Start of EXERCISE MATERIALS
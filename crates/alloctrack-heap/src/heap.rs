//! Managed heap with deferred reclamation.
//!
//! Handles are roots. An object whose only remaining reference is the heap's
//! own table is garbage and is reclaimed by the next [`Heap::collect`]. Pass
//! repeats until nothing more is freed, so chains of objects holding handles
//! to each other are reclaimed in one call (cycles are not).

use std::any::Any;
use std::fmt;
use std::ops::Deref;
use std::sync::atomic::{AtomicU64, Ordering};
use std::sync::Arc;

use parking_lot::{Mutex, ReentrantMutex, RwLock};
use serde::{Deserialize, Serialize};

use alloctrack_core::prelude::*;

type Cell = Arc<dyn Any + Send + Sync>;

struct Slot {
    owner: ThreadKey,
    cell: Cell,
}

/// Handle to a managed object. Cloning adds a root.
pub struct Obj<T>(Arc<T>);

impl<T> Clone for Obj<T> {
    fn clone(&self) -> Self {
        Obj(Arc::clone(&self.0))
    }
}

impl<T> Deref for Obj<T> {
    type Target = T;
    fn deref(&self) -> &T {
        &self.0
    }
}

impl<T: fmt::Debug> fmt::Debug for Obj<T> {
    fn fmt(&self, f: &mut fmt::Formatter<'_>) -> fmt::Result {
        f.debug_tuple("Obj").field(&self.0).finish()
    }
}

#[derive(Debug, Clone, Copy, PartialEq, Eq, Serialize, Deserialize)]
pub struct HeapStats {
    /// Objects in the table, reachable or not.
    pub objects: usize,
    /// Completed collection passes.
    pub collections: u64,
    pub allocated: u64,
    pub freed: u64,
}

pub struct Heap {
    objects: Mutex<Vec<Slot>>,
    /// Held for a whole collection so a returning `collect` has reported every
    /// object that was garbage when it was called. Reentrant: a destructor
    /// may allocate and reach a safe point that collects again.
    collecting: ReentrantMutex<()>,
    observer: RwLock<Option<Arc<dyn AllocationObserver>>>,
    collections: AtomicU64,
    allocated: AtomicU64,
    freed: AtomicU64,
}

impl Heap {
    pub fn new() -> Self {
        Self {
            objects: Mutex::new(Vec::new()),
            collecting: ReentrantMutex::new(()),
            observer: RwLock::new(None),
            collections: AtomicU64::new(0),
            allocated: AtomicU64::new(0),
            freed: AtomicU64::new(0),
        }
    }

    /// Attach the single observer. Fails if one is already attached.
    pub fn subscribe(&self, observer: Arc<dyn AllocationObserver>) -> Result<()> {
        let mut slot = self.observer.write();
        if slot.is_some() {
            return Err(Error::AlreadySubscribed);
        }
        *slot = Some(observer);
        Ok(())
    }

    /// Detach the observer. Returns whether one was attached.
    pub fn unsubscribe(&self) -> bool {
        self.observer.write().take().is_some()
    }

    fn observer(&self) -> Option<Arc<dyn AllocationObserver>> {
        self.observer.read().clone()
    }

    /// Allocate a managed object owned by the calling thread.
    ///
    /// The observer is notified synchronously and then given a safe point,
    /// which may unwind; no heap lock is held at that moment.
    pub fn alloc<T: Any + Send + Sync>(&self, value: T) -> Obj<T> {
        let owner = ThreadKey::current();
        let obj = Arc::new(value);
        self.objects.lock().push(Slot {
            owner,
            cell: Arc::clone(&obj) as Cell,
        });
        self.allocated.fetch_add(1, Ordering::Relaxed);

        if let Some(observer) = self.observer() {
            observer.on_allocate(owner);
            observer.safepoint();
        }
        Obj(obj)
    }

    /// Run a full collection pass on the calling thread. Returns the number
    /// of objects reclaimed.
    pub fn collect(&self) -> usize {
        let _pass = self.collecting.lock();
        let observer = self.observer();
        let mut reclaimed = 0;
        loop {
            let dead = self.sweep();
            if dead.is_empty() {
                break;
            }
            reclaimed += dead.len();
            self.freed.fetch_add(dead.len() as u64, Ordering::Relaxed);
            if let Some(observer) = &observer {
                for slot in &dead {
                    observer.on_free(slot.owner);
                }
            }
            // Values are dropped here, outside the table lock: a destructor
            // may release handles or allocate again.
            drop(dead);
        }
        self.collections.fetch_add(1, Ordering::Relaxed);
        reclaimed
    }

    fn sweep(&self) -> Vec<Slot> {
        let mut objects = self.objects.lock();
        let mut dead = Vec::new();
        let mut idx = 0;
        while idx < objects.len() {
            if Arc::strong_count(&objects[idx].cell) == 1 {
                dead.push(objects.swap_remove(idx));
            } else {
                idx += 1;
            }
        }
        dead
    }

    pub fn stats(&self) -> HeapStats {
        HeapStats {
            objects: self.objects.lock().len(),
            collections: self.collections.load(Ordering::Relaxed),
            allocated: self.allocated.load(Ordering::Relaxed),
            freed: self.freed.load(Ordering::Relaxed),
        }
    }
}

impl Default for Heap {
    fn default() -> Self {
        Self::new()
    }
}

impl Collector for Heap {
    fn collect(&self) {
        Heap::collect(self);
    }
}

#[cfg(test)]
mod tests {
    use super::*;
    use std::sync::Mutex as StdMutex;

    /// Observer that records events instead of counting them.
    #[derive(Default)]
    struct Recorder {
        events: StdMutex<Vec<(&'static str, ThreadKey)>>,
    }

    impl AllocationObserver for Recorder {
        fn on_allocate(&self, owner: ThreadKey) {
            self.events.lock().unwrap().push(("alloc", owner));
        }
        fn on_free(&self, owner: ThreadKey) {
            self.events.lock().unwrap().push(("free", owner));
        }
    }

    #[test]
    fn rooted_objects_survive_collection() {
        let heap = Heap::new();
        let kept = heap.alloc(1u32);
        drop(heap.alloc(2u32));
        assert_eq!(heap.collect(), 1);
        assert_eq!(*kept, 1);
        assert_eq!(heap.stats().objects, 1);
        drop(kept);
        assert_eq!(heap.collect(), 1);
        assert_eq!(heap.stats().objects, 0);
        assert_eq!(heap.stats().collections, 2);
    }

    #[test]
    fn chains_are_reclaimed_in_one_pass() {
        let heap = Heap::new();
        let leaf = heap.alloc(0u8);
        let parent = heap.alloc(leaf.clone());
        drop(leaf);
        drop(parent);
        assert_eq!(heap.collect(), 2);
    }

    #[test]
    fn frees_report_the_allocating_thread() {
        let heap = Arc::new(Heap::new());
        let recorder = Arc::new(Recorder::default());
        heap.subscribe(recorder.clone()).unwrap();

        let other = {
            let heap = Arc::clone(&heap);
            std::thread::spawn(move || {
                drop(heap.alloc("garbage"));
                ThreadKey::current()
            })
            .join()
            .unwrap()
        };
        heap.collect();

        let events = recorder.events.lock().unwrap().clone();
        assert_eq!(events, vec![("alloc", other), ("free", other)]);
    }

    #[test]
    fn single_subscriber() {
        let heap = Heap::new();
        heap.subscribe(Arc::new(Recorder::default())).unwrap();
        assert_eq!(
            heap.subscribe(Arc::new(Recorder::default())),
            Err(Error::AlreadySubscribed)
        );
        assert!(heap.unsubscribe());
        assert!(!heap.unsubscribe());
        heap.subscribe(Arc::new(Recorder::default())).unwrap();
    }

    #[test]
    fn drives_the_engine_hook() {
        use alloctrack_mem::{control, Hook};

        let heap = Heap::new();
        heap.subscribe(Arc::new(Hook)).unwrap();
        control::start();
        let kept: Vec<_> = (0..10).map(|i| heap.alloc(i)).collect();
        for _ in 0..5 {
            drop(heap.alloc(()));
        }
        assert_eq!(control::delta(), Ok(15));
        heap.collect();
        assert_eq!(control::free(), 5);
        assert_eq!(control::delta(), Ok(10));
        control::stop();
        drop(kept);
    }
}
End of EXERCISE MATERIALS
→ EXERCISE OBJECTIVE:
There is a line with "fn on_free(&self, owner: ThreadKey)" and a line with "let leaf = heap.alloc(0u8);" above. Copy exactly those two lines and all lines between them, with nothing else.

→ EXERCISE ANSWER:
        fn on_free(&self, owner: ThreadKey) {
            self.events.lock().unwrap().push(("free", owner));
        }
    }

    #[test]
    fn rooted_objects_survive_collection() {
        let heap = Heap::new();
        let kept = heap.alloc(1u32);
        drop(heap.alloc(2u32));
        assert_eq!(heap.collect(), 1);
        assert_eq!(*kept, 1);
        assert_eq!(heap.stats().objects, 1);
        drop(kept);
        assert_eq!(heap.collect(), 1);
        assert_eq!(heap.stats().objects, 0);
        assert_eq!(heap.stats().collections, 2);
    }

    #[test]
    fn chains_are_reclaimed_in_one_pass() {
        let heap = Heap::new();
        let leaf = heap.alloc(0u8);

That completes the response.